SCVBank Reports Third Quarter Profitability
- Quarterly Net Profit of $60,000
- Improved Delinquencies
- Improved Net Interest Margin
- Strong Capital Ratios
SANTA PAULA, CA. November 30, 2010 – Santa Clara Valley Bank, N.A. (SCVB.OB) announced that the Bank had a Net Profit of $60,000 for the 3rd quarter. The profit reflects improving trends in the Bank's loan portfolio and the net interest margin, which has improved to 4.30% from 3.99% as of March 31, 2010. Capital levels remain strong with the Tier 1 Leverage Capital, and the Total Risk Based Capital ratios at 9.09% and 14.81%, respectively.
Michael D. Hause, President and CEO reported, "We generated a quarterly profit as a result of SCVBank's improving net interest margin, tight controls on expenses, and improving trends in the Bank's loan portfolio, in spite of the continuing recessionary environment."
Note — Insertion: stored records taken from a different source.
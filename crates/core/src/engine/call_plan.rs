//! Contract call construction.
//!
//! The plan shape is fixed by currency kind:
//!
//! ```text
//! Native: [distributeNative(b0) +v0, distributeNative(b1) +v1, ...]
//! Token:  [approve(distributor, Σ totals), distributeToken(token, b0, t0), ...]
//! ```

use alloy_primitives::{Address, U256};
use alloy_sol_types::{SolCall, sol};

use crate::models::{Batch, Call, CallKind, CallPlan, Currency, CurrencyKind};

sol! {
    /// Minimal ERC-20 surface needed before a token distribution.
    interface IERC20 {
        function approve(address spender, uint256 amount) external returns (bool);
    }

    /// Tip distribution contract.
    interface ITipDistributor {
        function distributeNative(address[] recipients) external payable;
        function distributeToken(address token, address[] recipients, uint256 amount) external;
    }
}

/// Deployed contract addresses the plan targets.
#[derive(Debug, Clone, Copy, PartialEq, Eq)]
pub struct ContractAddresses {
    /// Tip distribution contract.
    pub distribution: Address,
}

/// Build the ordered call plan for `batches`.
///
/// Pure and deterministic: identical inputs give byte-identical plans.
/// An empty batch list gives an empty plan.
pub fn build_call_plan(
    currency: &Currency,
    batches: &[Batch],
    contracts: &ContractAddresses,
) -> CallPlan {
    if batches.is_empty() {
        return CallPlan::default();
    }

    let calls = match currency.kind {
        CurrencyKind::Native => batches
            .iter()
            .map(|batch| native_distribution(batch, contracts))
            .collect(),
        CurrencyKind::Token { contract } => {
            let approved = batches.iter().fold(U256::ZERO, |acc, b| acc + b.total);
            std::iter::once(approval(contract, contracts.distribution, approved))
                .chain(
                    batches
                        .iter()
                        .map(|batch| token_distribution(contract, batch, contracts)),
                )
                .collect()
        }
    };

    CallPlan { calls }
}

fn approval(token: Address, spender: Address, amount: U256) -> Call {
    Call {
        target: token,
        value: U256::ZERO,
        payload: IERC20::approveCall { spender, amount }.abi_encode().into(),
        kind: CallKind::Approval,
    }
}

fn native_distribution(batch: &Batch, contracts: &ContractAddresses) -> Call {
    Call {
        target: contracts.distribution,
        value: batch.total,
        payload: ITipDistributor::distributeNativeCall {
            recipients: batch.recipients.clone(),
        }
        .abi_encode()
        .into(),
        kind: CallKind::Distribution { batch: batch.index },
    }
}

fn token_distribution(token: Address, batch: &Batch, contracts: &ContractAddresses) -> Call {
    Call {
        target: contracts.distribution,
        value: U256::ZERO,
        payload: ITipDistributor::distributeTokenCall {
            token,
            recipients: batch.recipients.clone(),
            amount: batch.total,
        }
        .abi_encode()
        .into(),
        kind: CallKind::Distribution { batch: batch.index },
    }
}
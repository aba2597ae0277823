//! In-process adapters for the engine's ports.
//!
//! These back the CLI and the test suites. Production deployments plug
//! their own price feed, roster and transport in behind the same traits.

mod memory;
mod notifier;

pub use memory::{MemoryTipRecordStore, StaticPriceSource, StaticRoster};
pub use notifier::BroadcastNotifier;
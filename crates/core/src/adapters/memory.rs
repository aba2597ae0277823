//! In-memory price, roster and record store adapters.

use std::collections::HashMap;
use std::sync::{Mutex, PoisonError, RwLock};

use async_trait::async_trait;
use rust_decimal::Decimal;

use crate::error::StorageResult;
use crate::models::{RoleTag, TipRecord};
use crate::ports::{PriceSource, RosterResolver, TipRecordStore};

/// Fixed USD quotes keyed by currency id.
#[derive(Debug, Default)]
pub struct StaticPriceSource {
    prices: RwLock<HashMap<String, Decimal>>,
}

impl StaticPriceSource {
    pub fn new() -> Self {
        Self::default()
    }

    /// Set or replace the quote for `currency_id`.
    pub fn set_price(&self, currency_id: impl Into<String>, price: Decimal) {
        self.prices
            .write()
            .unwrap_or_else(PoisonError::into_inner)
            .insert(currency_id.into(), price);
    }
}

impl FromIterator<(String, Decimal)> for StaticPriceSource {
    fn from_iter<T: IntoIterator<Item = (String, Decimal)>>(iter: T) -> Self {
        Self {
            prices: RwLock::new(iter.into_iter().collect()),
        }
    }
}

#[async_trait]
impl PriceSource for StaticPriceSource {
    async fn usd_price(&self, currency_id: &str) -> Option<Decimal> {
        self.prices
            .read()
            .unwrap_or_else(PoisonError::into_inner)
            .get(currency_id)
            .copied()
    }
}

/// Mutable role -> addresses roster.
///
/// Reads always see the latest assignment, mirroring a live room.
#[derive(Debug, Default)]
pub struct StaticRoster {
    roles: RwLock<HashMap<RoleTag, Vec<String>>>,
}

impl StaticRoster {
    pub fn new() -> Self {
        Self::default()
    }

    /// Replace the holders of `role`.
    pub fn set_role(&self, role: RoleTag, addresses: Vec<String>) {
        self.roles
            .write()
            .unwrap_or_else(PoisonError::into_inner)
            .insert(role, addresses);
    }
}

impl FromIterator<(RoleTag, Vec<String>)> for StaticRoster {
    fn from_iter<T: IntoIterator<Item = (RoleTag, Vec<String>)>>(iter: T) -> Self {
        Self {
            roles: RwLock::new(iter.into_iter().collect()),
        }
    }
}

#[async_trait]
impl RosterResolver for StaticRoster {
    async fn resolve_role(&self, role: &RoleTag) -> Vec<String> {
        self.roles
            .read()
            .unwrap_or_else(PoisonError::into_inner)
            .get(role)
            .cloned()
            .unwrap_or_default()
    }
}

/// Tip record store kept in process memory.
#[derive(Debug, Default)]
pub struct MemoryTipRecordStore {
    records: Mutex<Vec<TipRecord>>,
}

impl MemoryTipRecordStore {
    pub fn new() -> Self {
        Self::default()
    }

    /// Snapshot of every saved record, oldest first.
    pub fn records(&self) -> Vec<TipRecord> {
        self.records
            .lock()
            .unwrap_or_else(PoisonError::into_inner)
            .clone()
    }
}

#[async_trait]
impl TipRecordStore for MemoryTipRecordStore {
    async fn save_tip_record(&self, record: &TipRecord) -> StorageResult<()> {
        self.records
            .lock()
            .unwrap_or_else(PoisonError::into_inner)
            .push(record.clone());
        Ok(())
    }
}
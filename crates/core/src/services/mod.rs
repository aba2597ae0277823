//! Business logic services.

mod reconciliation;
mod tipping;

pub use reconciliation::{ReconciliationHandler, ReconciliationOutcome};
pub use tipping::{PreparedTip, TipReceipt, TipService};
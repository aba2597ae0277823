//! Shared helper functions for PostgreSQL row conversion.

use std::str::FromStr;

use alloy_primitives::{Address, B256, U256};
use rust_decimal::Decimal;

use tipjar_core::error::{StorageError, StorageResult};

/// Convert a `Vec<u8>` to a 20-byte address.
pub fn bytes_to_address(bytes: Vec<u8>, field_name: &str) -> StorageResult<Address> {
    if bytes.len() != 20 {
        return Err(StorageError::SerializationError(format!(
            "{} has invalid length: expected 20, got {}",
            field_name,
            bytes.len()
        )));
    }
    Ok(Address::from_slice(&bytes))
}

/// Convert a `Vec<u8>` to a 32-byte transaction hash, rejecting all-zero
/// values as corrupt.
pub fn bytes_to_tx_hash(bytes: Vec<u8>, field_name: &str) -> StorageResult<B256> {
    let arr: [u8; 32] = bytes.try_into().map_err(|v: Vec<u8>| {
        StorageError::SerializationError(format!(
            "{} has invalid length: expected 32, got {}",
            field_name,
            v.len()
        ))
    })?;

    if arr == [0u8; 32] {
        return Err(StorageError::SerializationError(format!(
            "{} is all zeros, which indicates data corruption",
            field_name
        )));
    }

    Ok(B256::from(arr))
}

/// Parse a `NUMERIC(78, 0)` column read back as text.
pub fn text_to_u256(text: &str, field_name: &str) -> StorageResult<U256> {
    U256::from_str_radix(text.trim(), 10).map_err(|e| {
        StorageError::SerializationError(format!("{} is not a 256-bit integer: {}", field_name, e))
    })
}

/// Parse a `NUMERIC` column read back as text.
pub fn text_to_decimal(text: &str, field_name: &str) -> StorageResult<Decimal> {
    Decimal::from_str(text.trim()).map_err(|e| {
        StorageError::SerializationError(format!("{} is not a decimal: {}", field_name, e))
    })
}

#[cfg(test)]
mod tests {
    use super::*;
    use rust_decimal_macros::dec;

    // Critical: detects corrupt data (all zeros = invalid hash)
    #[test]
    fn test_tx_hash_rejects_zeros() {
        let result = bytes_to_tx_hash(vec![0u8; 32], "tip.tx_hash");
        assert!(result.unwrap_err().to_string().contains("corruption"));
    }

    // Critical: errors name the field for debugging
    #[test]
    fn test_error_includes_field_name() {
        let err = bytes_to_address(vec![1u8; 16], "tip.recipient")
            .unwrap_err()
            .to_string();
        assert!(err.contains("tip.recipient"));
        assert!(err.contains("expected 20"));
    }

    #[test]
    fn test_numeric_text_parsing() {
        let max = U256::MAX.to_string();
        assert_eq!(text_to_u256(&max, "tip.amount").unwrap(), U256::MAX);
        assert!(text_to_u256("1.5", "tip.amount").is_err());
        assert_eq!(text_to_decimal("12.50", "tip.usd").unwrap(), dec!(12.50));
    }

    #[test]
    fn test_address_roundtrip_bytes() {
        let addr = Address::repeat_byte(0xab);
        assert_eq!(
            bytes_to_address(addr.to_vec(), "tip.recipient").unwrap(),
            addr
        );
    }
}
//! All-or-nothing bundle submission.

use std::sync::Arc;

use async_trait::async_trait;
use tracing::{debug, instrument, warn};

use crate::models::{CallFailure, CallOutcome, CallPlan, ExecutionResult, ExecutionStrategy};
use crate::ports::WalletTransport;

use super::{TransactionExecutor, failure_reason};

/// Submits the whole plan as a single atomic bundle.
///
/// The wallet guarantees atomicity, so the result is binary: every call
/// succeeded, or every call failed. There is no partial failure here.
pub struct AtomicBundleExecutor {
    wallet: Arc<dyn WalletTransport>,
}

impl AtomicBundleExecutor {
    pub fn new(wallet: Arc<dyn WalletTransport>) -> Self {
        Self { wallet }
    }
}

#[async_trait]
impl TransactionExecutor for AtomicBundleExecutor {
    fn strategy(&self) -> ExecutionStrategy {
        ExecutionStrategy::AtomicBundle
    }

    #[instrument(skip_all, fields(calls = plan.len()))]
    async fn submit(&self, plan: &CallPlan) -> ExecutionResult {
        if plan.is_empty() {
            return ExecutionResult::new(self.strategy(), Vec::new(), None);
        }

        match self.wallet.submit_atomic(&plan.calls).await {
            Ok(receipt) => {
                debug!(txs = receipt.tx_hashes.len(), "Bundle confirmed");
                let outcomes = (0..plan.len())
                    .map(|i| CallOutcome::succeeded(receipt.hash_for(i)))
                    .collect();
                ExecutionResult::new(self.strategy(), outcomes, None)
            }
            Err(e) => {
                warn!(error = %e, "⚠️  Bundle failed");
                let outcomes = vec![CallOutcome::failed(); plan.len()];
                let failure = CallFailure {
                    call_index: 0,
                    reason: failure_reason(&e),
                };
                ExecutionResult::new(self.strategy(), outcomes, Some(failure))
            }
        }
    }
}
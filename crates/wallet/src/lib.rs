//! Wallet adapter for the tipjar engine.
//!
//! This crate implements the `WalletTransport` port from `tipjar-core` over
//! a wallet's JSON-RPC endpoint, covering both atomic bundles
//! (`wallet_sendCalls`) and one-at-a-time transactions.

pub mod client;

pub use client::{JsonRpcWallet, JsonRpcWalletConfig};
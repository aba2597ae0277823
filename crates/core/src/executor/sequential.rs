//! One-call-at-a-time submission for wallets without atomic bundles.

use std::sync::Arc;

use async_trait::async_trait;
use tracing::{debug, instrument, warn};

use crate::models::{CallFailure, CallOutcome, CallPlan, ExecutionResult, ExecutionStrategy};
use crate::ports::WalletTransport;

use super::{TransactionExecutor, failure_reason};

/// Submits calls in plan order and stops at the first failure.
///
/// Calls before the failure are SUCCEEDED, the failing call is FAILED and
/// the rest are NOT_ATTEMPTED. Earlier calls stay executed on-chain.
pub struct SequentialExecutor {
    wallet: Arc<dyn WalletTransport>,
}

impl SequentialExecutor {
    pub fn new(wallet: Arc<dyn WalletTransport>) -> Self {
        Self { wallet }
    }
}

#[async_trait]
impl TransactionExecutor for SequentialExecutor {
    fn strategy(&self) -> ExecutionStrategy {
        ExecutionStrategy::Sequential
    }

    #[instrument(skip_all, fields(calls = plan.len()))]
    async fn submit(&self, plan: &CallPlan) -> ExecutionResult {
        let mut outcomes = vec![CallOutcome::not_attempted(); plan.len()];
        let mut failure = None;

        for (index, call) in plan.calls.iter().enumerate() {
            match self.wallet.submit_one(call).await {
                Ok(tx_hash) => {
                    debug!(call = index, tx = %tx_hash, "Call confirmed");
                    outcomes[index] = CallOutcome::succeeded(Some(tx_hash));
                }
                Err(e) => {
                    warn!(call = index, error = %e, "⚠️  Call failed, stopping submission");
                    outcomes[index] = CallOutcome::failed();
                    failure = Some(CallFailure {
                        call_index: index,
                        reason: failure_reason(&e),
                    });
                    break;
                }
            }
        }

        ExecutionResult::new(self.strategy(), outcomes, failure)
    }
}
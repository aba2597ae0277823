//! Static engine configuration.
//!
//! Loaded once at startup. Anything wrong here is fatal: the engine refuses
//! to start rather than failing individual tips later.

use std::collections::HashSet;

use alloy_primitives::Address;
use serde::{Deserialize, Serialize};

use crate::engine::{BatchSize, ContractAddresses, DEFAULT_MAX_BATCH_SIZE};
use crate::error::{DomainError, DomainResult, TipError, TipResult};
use crate::models::{Currency, CurrencyKind, PricingMode};

/// Largest decimal precision whose unit (`10^decimals`) fits in 256 bits.
pub const MAX_DECIMALS: u8 = 77;

/// Engine configuration.
#[derive(Debug, Clone, PartialEq, Eq, Serialize, Deserialize)]
pub struct EngineConfig {
    /// Maximum recipients per distribution call.
    #[serde(default = "default_max_batch_size")]
    pub max_batch_size: usize,
    /// Tip distribution contract.
    pub distribution_contract: Address,
    /// Tippable currencies.
    pub currencies: Vec<Currency>,
}

fn default_max_batch_size() -> usize {
    DEFAULT_MAX_BATCH_SIZE
}

impl EngineConfig {
    /// Check every static invariant and return the validated batch size.
    pub fn validate(&self) -> TipResult<BatchSize> {
        let batch_size = BatchSize::new(self.max_batch_size).ok_or_else(|| {
            TipError::ConfigError("max_batch_size must be a positive integer".into())
        })?;

        if self.distribution_contract.is_zero() {
            return Err(TipError::ConfigError(
                "distribution_contract must not be the zero address".into(),
            ));
        }

        let mut ids = HashSet::new();
        for currency in &self.currencies {
            if !ids.insert(currency.id.as_str()) {
                return Err(TipError::ConfigError(format!(
                    "duplicate currency id '{}'",
                    currency.id
                )));
            }
            if currency.decimals > MAX_DECIMALS {
                return Err(TipError::ConfigError(format!(
                    "currency '{}' has {} decimals, maximum is {}",
                    currency.id, currency.decimals, MAX_DECIMALS
                )));
            }
            match currency.kind {
                CurrencyKind::Native if currency.pricing == PricingMode::UsdPegged => {
                    return Err(TipError::ConfigError(format!(
                        "native currency '{}' cannot be usd_pegged",
                        currency.id
                    )));
                }
                CurrencyKind::Token { contract } if contract.is_zero() => {
                    return Err(TipError::ConfigError(format!(
                        "token '{}' has a zero contract address",
                        currency.id
                    )));
                }
                _ => {}
            }
        }

        Ok(batch_size)
    }

    /// Look up a configured currency.
    pub fn currency(&self, id: &str) -> DomainResult<&Currency> {
        self.currencies
            .iter()
            .find(|c| c.id == id)
            .ok_or_else(|| DomainError::UnknownCurrency(id.to_string()))
    }

    pub fn contracts(&self) -> ContractAddresses {
        ContractAddresses {
            distribution: self.distribution_contract,
        }
    }
}
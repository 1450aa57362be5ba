//! Game settings
//!
//! The tunables the control panel starts from. Stored as JSON: a file on
//! native, LocalStorage on the web.

use serde::{Deserialize, Serialize};
use thiserror::Error;

use crate::consts::*;

/// Why a settings document was rejected
#[derive(Debug, Error)]
pub enum SettingsError {
    #[error("failed to read settings: {0}")]
    Io(#[from] std::io::Error),
    #[error("malformed settings JSON: {0}")]
    Parse(#[from] serde_json::Error),
    #[error("invalid setting `{field}`: {reason}")]
    Invalid {
        field: &'static str,
        reason: &'static str,
    },
}

/// Tunable parameters
#[derive(Debug, Clone, PartialEq, Serialize, Deserialize)]
#[serde(default)]
pub struct Settings {
    /// Obstacle speed (units/frame)
    pub speed: f32,
    /// Jump impulse (units/frame)
    pub jump_power: f32,
    /// Vertical acceleration (units/frame², negative)
    pub gravity: f32,
    /// Lives at the start of a run
    pub initial_life: u32,
    /// Obstacles in the pool
    pub obstacle_count: usize,
    /// Initial gap between consecutive obstacles
    pub obstacle_spacing: f32,
    /// Show the axes helper
    pub show_axes: bool,
}

impl Default for Settings {
    fn default() -> Self {
        Self {
            speed: DEFAULT_SPEED,
            jump_power: DEFAULT_JUMP_POWER,
            gravity: DEFAULT_GRAVITY,
            initial_life: DEFAULT_LIFE,
            obstacle_count: OBSTACLE_COUNT,
            obstacle_spacing: OBSTACLE_SPACING,
            show_axes: true,
        }
    }
}

impl Settings {
    /// Parse and validate a JSON document; missing fields take defaults
    pub fn from_json(json: &str) -> Result<Self, SettingsError> {
        let settings: Settings = serde_json::from_str(json)?;
        settings.validate()?;
        Ok(settings)
    }

    pub fn to_json(&self) -> Result<String, SettingsError> {
        Ok(serde_json::to_string_pretty(self)?)
    }

    /// Reject values that would make the game unplayable
    pub fn validate(&self) -> Result<(), SettingsError> {
        fn invalid(field: &'static str, reason: &'static str) -> Result<(), SettingsError> {
            Err(SettingsError::Invalid { field, reason })
        }

        for (field, value) in [
            ("speed", self.speed),
            ("jump_power", self.jump_power),
            ("gravity", self.gravity),
            ("obstacle_spacing", self.obstacle_spacing),
        ] {
            if !value.is_finite() {
                return invalid(field, "must be a finite number");
            }
        }

        // Obstacles would never reach the player and never recycle
        if self.speed <= 0.0 {
            return invalid("speed", "must be positive");
        }
        if self.jump_power <= 0.0 {
            return invalid("jump_power", "must be positive");
        }
        // A jump would never come back down
        if self.gravity >= 0.0 {
            return invalid("gravity", "must be negative");
        }
        if self.initial_life == 0 {
            return invalid("initial_life", "must be at least 1");
        }
        if self.obstacle_count == 0 {
            return invalid("obstacle_count", "must be at least 1");
        }
        if self.obstacle_spacing <= 0.0 {
            return invalid("obstacle_spacing", "must be positive");
        }
        Ok(())
    }

    /// LocalStorage key (used only in wasm32)
    #[allow(dead_code)]
    const STORAGE_KEY: &'static str = "obstacle_dash_settings";

    /// Read settings from a JSON file
    #[cfg(not(target_arch = "wasm32"))]
    pub fn load_from(path: impl AsRef<std::path::Path>) -> Result<Self, SettingsError> {
        let json = std::fs::read_to_string(path.as_ref())?;
        let settings = Self::from_json(&json)?;
        log::info!("Loaded settings from {}", path.as_ref().display());
        Ok(settings)
    }

    /// Load settings from LocalStorage (WASM only)
    #[cfg(target_arch = "wasm32")]
    pub fn load() -> Self {
        let storage = web_sys::window()
            .and_then(|w| w.local_storage().ok())
            .flatten();

        if let Some(storage) = storage {
            if let Ok(Some(json)) = storage.get_item(Self::STORAGE_KEY) {
                match Self::from_json(&json) {
                    Ok(settings) => {
                        log::info!("Loaded settings from LocalStorage");
                        return settings;
                    }
                    Err(e) => log::warn!("Ignoring stored settings: {}", e),
                }
            }
        }

        log::info!("Using default settings");
        Self::default()
    }

    /// Save settings to LocalStorage (WASM only)
    #[cfg(target_arch = "wasm32")]
    pub fn save(&self) {
        let storage = web_sys::window()
            .and_then(|w| w.local_storage().ok())
            .flatten();

        if let Some(storage) = storage {
            if let Ok(json) = self.to_json() {
                let _ = storage.set_item(Self::STORAGE_KEY, &json);
                log::info!("Settings saved");
            }
        }
    }
}

#[cfg(test)]
mod tests {
    use super::*;

    #[test]
    fn test_defaults_are_valid() {
        let settings = Settings::default();
        assert!(settings.validate().is_ok());
        assert_eq!(settings.speed, 0.1);
        assert_eq!(settings.jump_power, 0.2);
        assert_eq!(settings.initial_life, 3);
        assert_eq!(settings.obstacle_count, 10);
    }

    #[test]
    fn test_partial_json_fills_defaults() {
        let settings = Settings::from_json(r#"{ "speed": 0.25, "show_axes": false }"#).unwrap();
        assert_eq!(settings.speed, 0.25);
        assert!(!settings.show_axes);
        assert_eq!(settings.gravity, DEFAULT_GRAVITY);
    }

    #[test]
    fn test_json_roundtrip() {
        let settings = Settings {
            initial_life: 5,
            ..Default::default()
        };
        let json = settings.to_json().unwrap();
        assert_eq!(Settings::from_json(&json).unwrap(), settings);
    }

    #[test]
    fn test_rejects_pathological_values() {
        let cases = [
            (r#"{ "speed": 0.0 }"#, "speed"),
            (r#"{ "speed": -1.0 }"#, "speed"),
            (r#"{ "jump_power": 0.0 }"#, "jump_power"),
            (r#"{ "gravity": 0.01 }"#, "gravity"),
            (r#"{ "initial_life": 0 }"#, "initial_life"),
            (r#"{ "obstacle_count": 0 }"#, "obstacle_count"),
            (r#"{ "obstacle_spacing": -5.0 }"#, "obstacle_spacing"),
        ];
        for (json, expected) in cases {
            match Settings::from_json(json) {
                Err(SettingsError::Invalid { field, .. }) => assert_eq!(field, expected),
                other => panic!("{json}: expected invalid {expected}, got {other:?}"),
            }
        }
    }

    #[test]
    fn test_rejects_non_finite() {
        let settings = Settings {
            speed: f32::NAN,
            ..Default::default()
        };
        assert!(matches!(
            settings.validate(),
            Err(SettingsError::Invalid { field: "speed", .. })
        ));
    }

    #[test]
    fn test_malformed_json() {
        assert!(matches!(
            Settings::from_json("{ speed: "),
            Err(SettingsError::Parse(_))
        ));
    }

    #[cfg(not(target_arch = "wasm32"))]
    #[test]
    fn test_missing_file_is_io_error() {
        let err = Settings::load_from("/nonexistent/obstacle-dash.json").unwrap_err();
        assert!(matches!(err, SettingsError::Io(_)));
        assert!(err.to_string().starts_with("failed to read settings"));
    }
}
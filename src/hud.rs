//! Status display
//!
//! Rebuilds the on-screen texts as soon as the simulation reports a change.
//! The web shell copies them into the DOM once per frame.

use crate::sim::{Game, GameEvent, GameObserver};

#[derive(Debug, Clone, Default, PartialEq)]
pub struct Hud {
    pub score_text: String,
    pub life_text: String,
    pub game_over_visible: bool,
    /// Final score shown on the game-over banner
    pub final_score: Option<u32>,
    /// Set whenever a text changed; cleared by [`Hud::take_dirty`]
    dirty: bool,
}

impl Hud {
    pub fn new(game: &Game) -> Self {
        let mut hud = Self::default();
        hud.reset(game);
        hud
    }

    /// Resync with a (new) game, hiding the game-over banner
    pub fn reset(&mut self, game: &Game) {
        self.score_text = format_score(game.state.score);
        self.life_text = format_life(game.state.life);
        self.game_over_visible = game.state.game_over;
        self.final_score = game.state.game_over.then_some(game.state.score);
        self.dirty = true;
    }

    /// Whether anything changed since the last call
    pub fn take_dirty(&mut self) -> bool {
        std::mem::take(&mut self.dirty)
    }
}

impl GameObserver for Hud {
    fn on_event(&mut self, event: GameEvent) {
        match event {
            GameEvent::ScoreChanged { score } => {
                self.score_text = format_score(score);
                self.dirty = true;
            }
            GameEvent::LifeChanged { life } => {
                self.life_text = format_life(life);
                self.dirty = true;
            }
            GameEvent::GameOver { score } => {
                if !self.game_over_visible {
                    self.game_over_visible = true;
                    self.final_score = Some(score);
                    self.dirty = true;
                }
            }
            GameEvent::Jumped => {}
        }
    }
}

pub fn format_score(score: u32) -> String {
    format!("Score: {}", score)
}

pub fn format_life(life: u32) -> String {
    format!("Life: {}", life)
}

#[cfg(test)]
mod tests {
    use super::*;
    use crate::sim::{ObstaclePool, TickInput, tick};

    #[test]
    fn test_initial_texts() {
        let mut hud = Hud::new(&Game::default());
        assert_eq!(hud.score_text, "Score: 0");
        assert_eq!(hud.life_text, "Life: 3");
        assert!(!hud.game_over_visible);
        assert!(hud.take_dirty());
        assert!(!hud.take_dirty());
    }

    #[test]
    fn test_updates_follow_events() {
        let mut game = Game::default();
        game.obstacles = ObstaclePool::from_positions(&[4.95, -0.1]);
        let mut hud = Hud::new(&game);
        hud.take_dirty();

        tick(&mut game, &TickInput::default(), &mut hud);

        assert_eq!(hud.score_text, "Score: 1");
        assert_eq!(hud.life_text, "Life: 2");
        assert!(hud.take_dirty());
    }

    #[test]
    fn test_game_over_banner_shown_once() {
        let mut hud = Hud::new(&Game::default());
        hud.take_dirty();

        hud.on_event(GameEvent::GameOver { score: 7 });
        assert!(hud.game_over_visible);
        assert_eq!(hud.final_score, Some(7));
        assert!(hud.take_dirty());

        hud.on_event(GameEvent::GameOver { score: 9 });
        assert_eq!(hud.final_score, Some(7));
        assert!(!hud.take_dirty());
    }

    #[test]
    fn test_reset_hides_banner() {
        let mut game = Game::default();
        let mut hud = Hud::new(&game);
        hud.on_event(GameEvent::GameOver { score: 3 });

        game.restart();
        hud.reset(&game);
        assert!(!hud.game_over_visible);
        assert_eq!(hud.final_score, None);
    }
}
The Bank has entered into a formal Consent Order with its primary regulator, the Office of the Comptroller of the Currency (OCC), to adopt an action program designed to further enhance the strength and stability of the Bank's operations. Mr. Hause said, "This Consent Order is based upon an examination reviewing the Bank's 2009 performance. Over the past year we have made significant progress in aggressively addressing many of the areas outlined in the Order, including real estate-related issues within our portfolio. As a result, many of the prudent actions recommended by the OCC have already been completed, while others will be completed shortly. Nonetheless, we will continue working in close consultation with our regulators and executing on our strategic plan to help ensure the long-term strength and performance of Santa Clara Valley Bank."
As part of the Order, the Bank consented to specific steps that it will undertake to further enhance the Bank's performance. These affirmative actions include developing and implementing a plan to maintain strong capital levels, to improve internal controls on the loan portfolio, and revising and expanding the Bank's long-term business plan and budget.
"Santa Clara Valley Bank, like many other institutions, has not been immune to the unprecedented challenges facing the economy and real estate markets. In fact, an industry expert recently noted that roughly two-thirds of all banks in California are subject to some kind of agreement with their regulator. In spite of the state of the economy, Santa Clara Valley Bank continues to maintain strong capital levels, and our balance sheet reflects a very strong liquidity position, with over $40 million in investments, and has been well positioned to deal with the current historic low interest rate environment. Since 2009, the Bank's ratios have improved in most areas, including improved operating performance as reflected in the net profit for the third quarter of $60,000. Everyone at Santa Clara Valley Bank remains highly committed to providing the excellent service its customers have come to expect as we continue to focus on the needs of the local community", stated CEO Hause.
Founded in 1998, SCVBank currently operates three branches in Santa Paula, Fillmore, and Valencia. Under its stock symbol of SCVE.OB, SCVBank's stock is traded through McAdams Wright Ragen, Howe Barnes Hofer & Arnett, and Monroe Securities. The Bank's web site is www.SCVBank.com.
Santa Clara Valley Bank Corporate Headquarters
901 East Main Street
Santa Paula, California 93060
Statements concerning future performance, developments or events concerning expectations for growth and market forecasts, and any other guidance on future periods, constitute forward looking statements that are subject to a number of risks and uncertainties. Actual results may differ materially from stated expectations. Specific factors include, but are not limited to, the effect of interest rate changes, the ability to control costs and expenses, the impact of consolidation in the banking industry, financial policies of the United States government, and general economic conditions.